* [WHAT YOU HAVE TO DO]
Which of the lines below mention the word "ReservationRollup"? Pull each one out.

* [Dataset entries]
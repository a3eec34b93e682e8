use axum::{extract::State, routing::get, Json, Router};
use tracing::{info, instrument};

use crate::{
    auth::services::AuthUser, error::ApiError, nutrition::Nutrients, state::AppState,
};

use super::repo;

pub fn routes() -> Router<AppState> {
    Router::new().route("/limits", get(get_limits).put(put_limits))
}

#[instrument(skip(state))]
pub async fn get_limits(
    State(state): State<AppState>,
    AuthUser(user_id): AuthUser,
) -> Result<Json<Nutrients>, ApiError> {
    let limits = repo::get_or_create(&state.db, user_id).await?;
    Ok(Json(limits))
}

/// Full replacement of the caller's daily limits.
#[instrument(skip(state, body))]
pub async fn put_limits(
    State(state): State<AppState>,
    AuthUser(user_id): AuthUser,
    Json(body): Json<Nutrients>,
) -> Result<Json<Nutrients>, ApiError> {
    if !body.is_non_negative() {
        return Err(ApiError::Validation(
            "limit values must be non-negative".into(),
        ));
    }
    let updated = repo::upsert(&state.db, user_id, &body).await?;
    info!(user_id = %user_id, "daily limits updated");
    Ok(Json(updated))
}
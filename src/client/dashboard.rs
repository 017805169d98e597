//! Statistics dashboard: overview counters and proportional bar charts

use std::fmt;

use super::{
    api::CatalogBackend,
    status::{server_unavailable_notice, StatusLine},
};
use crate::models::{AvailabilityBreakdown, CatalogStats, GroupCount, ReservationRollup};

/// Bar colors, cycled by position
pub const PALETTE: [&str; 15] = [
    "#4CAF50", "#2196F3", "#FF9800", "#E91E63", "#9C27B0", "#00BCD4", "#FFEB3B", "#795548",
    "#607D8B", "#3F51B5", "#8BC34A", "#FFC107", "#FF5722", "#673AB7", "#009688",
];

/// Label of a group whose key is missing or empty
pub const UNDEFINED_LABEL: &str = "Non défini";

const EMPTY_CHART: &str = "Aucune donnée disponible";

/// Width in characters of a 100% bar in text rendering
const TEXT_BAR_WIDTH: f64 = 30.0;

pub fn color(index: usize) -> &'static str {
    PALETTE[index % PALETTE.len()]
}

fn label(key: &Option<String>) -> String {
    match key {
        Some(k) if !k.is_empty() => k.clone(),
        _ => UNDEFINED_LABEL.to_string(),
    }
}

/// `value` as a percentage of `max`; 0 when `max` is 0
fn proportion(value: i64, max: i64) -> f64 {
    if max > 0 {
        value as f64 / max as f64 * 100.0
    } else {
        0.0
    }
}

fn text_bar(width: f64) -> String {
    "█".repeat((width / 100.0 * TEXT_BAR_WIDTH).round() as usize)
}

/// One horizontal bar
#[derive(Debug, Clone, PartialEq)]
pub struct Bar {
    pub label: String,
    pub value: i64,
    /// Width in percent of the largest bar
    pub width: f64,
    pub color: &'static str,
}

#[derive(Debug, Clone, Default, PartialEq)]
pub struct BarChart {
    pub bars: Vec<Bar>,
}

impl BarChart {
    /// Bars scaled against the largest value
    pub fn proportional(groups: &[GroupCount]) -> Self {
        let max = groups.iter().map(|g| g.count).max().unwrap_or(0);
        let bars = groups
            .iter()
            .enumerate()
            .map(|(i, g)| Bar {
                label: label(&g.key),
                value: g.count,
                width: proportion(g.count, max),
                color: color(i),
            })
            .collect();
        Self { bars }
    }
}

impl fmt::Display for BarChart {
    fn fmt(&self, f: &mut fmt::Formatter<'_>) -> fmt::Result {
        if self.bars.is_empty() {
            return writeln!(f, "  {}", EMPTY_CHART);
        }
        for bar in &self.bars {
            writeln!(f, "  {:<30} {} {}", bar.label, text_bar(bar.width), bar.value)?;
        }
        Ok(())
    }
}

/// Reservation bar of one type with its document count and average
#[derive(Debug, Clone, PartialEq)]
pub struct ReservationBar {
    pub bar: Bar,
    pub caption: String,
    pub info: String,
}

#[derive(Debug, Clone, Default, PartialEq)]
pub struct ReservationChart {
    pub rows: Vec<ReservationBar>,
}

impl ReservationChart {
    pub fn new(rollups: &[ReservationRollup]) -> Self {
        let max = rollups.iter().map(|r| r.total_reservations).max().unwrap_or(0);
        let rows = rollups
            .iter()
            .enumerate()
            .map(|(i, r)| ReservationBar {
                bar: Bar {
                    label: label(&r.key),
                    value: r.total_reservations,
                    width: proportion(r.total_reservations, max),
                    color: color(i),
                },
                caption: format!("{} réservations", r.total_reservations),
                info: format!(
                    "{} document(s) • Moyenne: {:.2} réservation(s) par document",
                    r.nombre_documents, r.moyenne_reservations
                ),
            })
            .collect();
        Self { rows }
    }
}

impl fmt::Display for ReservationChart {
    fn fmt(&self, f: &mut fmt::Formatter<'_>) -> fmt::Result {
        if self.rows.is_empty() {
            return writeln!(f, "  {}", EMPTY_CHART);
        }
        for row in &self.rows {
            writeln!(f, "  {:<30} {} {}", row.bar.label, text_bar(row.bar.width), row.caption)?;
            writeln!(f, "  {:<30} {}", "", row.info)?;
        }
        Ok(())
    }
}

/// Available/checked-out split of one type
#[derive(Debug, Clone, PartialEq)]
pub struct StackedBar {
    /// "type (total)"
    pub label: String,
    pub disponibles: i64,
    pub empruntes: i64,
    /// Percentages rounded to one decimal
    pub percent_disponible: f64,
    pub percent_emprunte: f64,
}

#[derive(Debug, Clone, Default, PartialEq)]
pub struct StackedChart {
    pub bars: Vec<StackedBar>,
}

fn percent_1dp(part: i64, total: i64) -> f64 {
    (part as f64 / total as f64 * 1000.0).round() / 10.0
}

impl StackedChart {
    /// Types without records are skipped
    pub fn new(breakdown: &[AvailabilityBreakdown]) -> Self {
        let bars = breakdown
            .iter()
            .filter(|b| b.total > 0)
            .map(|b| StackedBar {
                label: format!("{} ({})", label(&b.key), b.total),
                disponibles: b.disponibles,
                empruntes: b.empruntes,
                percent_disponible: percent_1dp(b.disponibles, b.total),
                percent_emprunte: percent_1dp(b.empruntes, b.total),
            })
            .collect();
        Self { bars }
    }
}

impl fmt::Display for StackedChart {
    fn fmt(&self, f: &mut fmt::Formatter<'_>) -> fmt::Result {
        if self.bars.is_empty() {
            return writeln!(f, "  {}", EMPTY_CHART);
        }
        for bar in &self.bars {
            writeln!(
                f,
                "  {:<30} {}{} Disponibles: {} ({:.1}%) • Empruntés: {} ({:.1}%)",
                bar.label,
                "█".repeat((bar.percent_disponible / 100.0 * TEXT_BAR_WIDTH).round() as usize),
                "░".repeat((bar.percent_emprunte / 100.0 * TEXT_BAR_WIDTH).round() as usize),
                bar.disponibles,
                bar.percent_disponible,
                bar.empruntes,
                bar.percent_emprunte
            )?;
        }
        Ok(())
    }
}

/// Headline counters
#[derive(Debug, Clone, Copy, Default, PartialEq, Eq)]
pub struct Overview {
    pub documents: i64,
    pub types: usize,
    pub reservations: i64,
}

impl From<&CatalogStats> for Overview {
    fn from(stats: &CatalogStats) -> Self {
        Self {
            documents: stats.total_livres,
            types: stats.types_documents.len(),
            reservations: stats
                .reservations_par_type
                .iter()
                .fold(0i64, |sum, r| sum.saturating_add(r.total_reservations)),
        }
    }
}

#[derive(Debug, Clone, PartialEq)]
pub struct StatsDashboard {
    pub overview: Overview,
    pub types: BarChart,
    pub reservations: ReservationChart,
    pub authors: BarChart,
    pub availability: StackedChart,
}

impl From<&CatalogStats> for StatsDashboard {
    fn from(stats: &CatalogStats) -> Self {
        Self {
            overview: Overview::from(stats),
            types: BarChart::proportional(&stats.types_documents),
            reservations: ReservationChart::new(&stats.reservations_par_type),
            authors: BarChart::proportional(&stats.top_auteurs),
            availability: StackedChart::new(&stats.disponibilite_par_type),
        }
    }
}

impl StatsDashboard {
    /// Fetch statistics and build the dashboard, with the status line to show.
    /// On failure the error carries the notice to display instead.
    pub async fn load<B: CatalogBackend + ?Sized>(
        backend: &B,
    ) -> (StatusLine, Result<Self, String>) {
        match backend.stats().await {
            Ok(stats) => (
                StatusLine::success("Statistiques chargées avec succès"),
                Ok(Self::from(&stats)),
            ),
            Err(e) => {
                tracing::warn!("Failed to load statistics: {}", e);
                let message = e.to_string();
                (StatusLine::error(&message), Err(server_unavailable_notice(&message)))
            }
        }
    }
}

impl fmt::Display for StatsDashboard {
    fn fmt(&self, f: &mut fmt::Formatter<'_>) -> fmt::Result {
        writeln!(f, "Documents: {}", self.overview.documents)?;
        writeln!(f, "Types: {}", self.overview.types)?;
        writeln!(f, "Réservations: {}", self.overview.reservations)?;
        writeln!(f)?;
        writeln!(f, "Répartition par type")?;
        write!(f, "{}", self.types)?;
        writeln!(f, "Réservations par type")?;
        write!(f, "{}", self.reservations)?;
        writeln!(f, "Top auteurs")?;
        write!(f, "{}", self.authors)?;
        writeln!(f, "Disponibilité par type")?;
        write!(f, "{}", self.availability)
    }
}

* [PROBLEM SOLUTION]
use crate::models::{AvailabilityBreakdown, CatalogStats, GroupCount, ReservationRollup};
    pub fn new(rollups: &[ReservationRollup]) -> Self {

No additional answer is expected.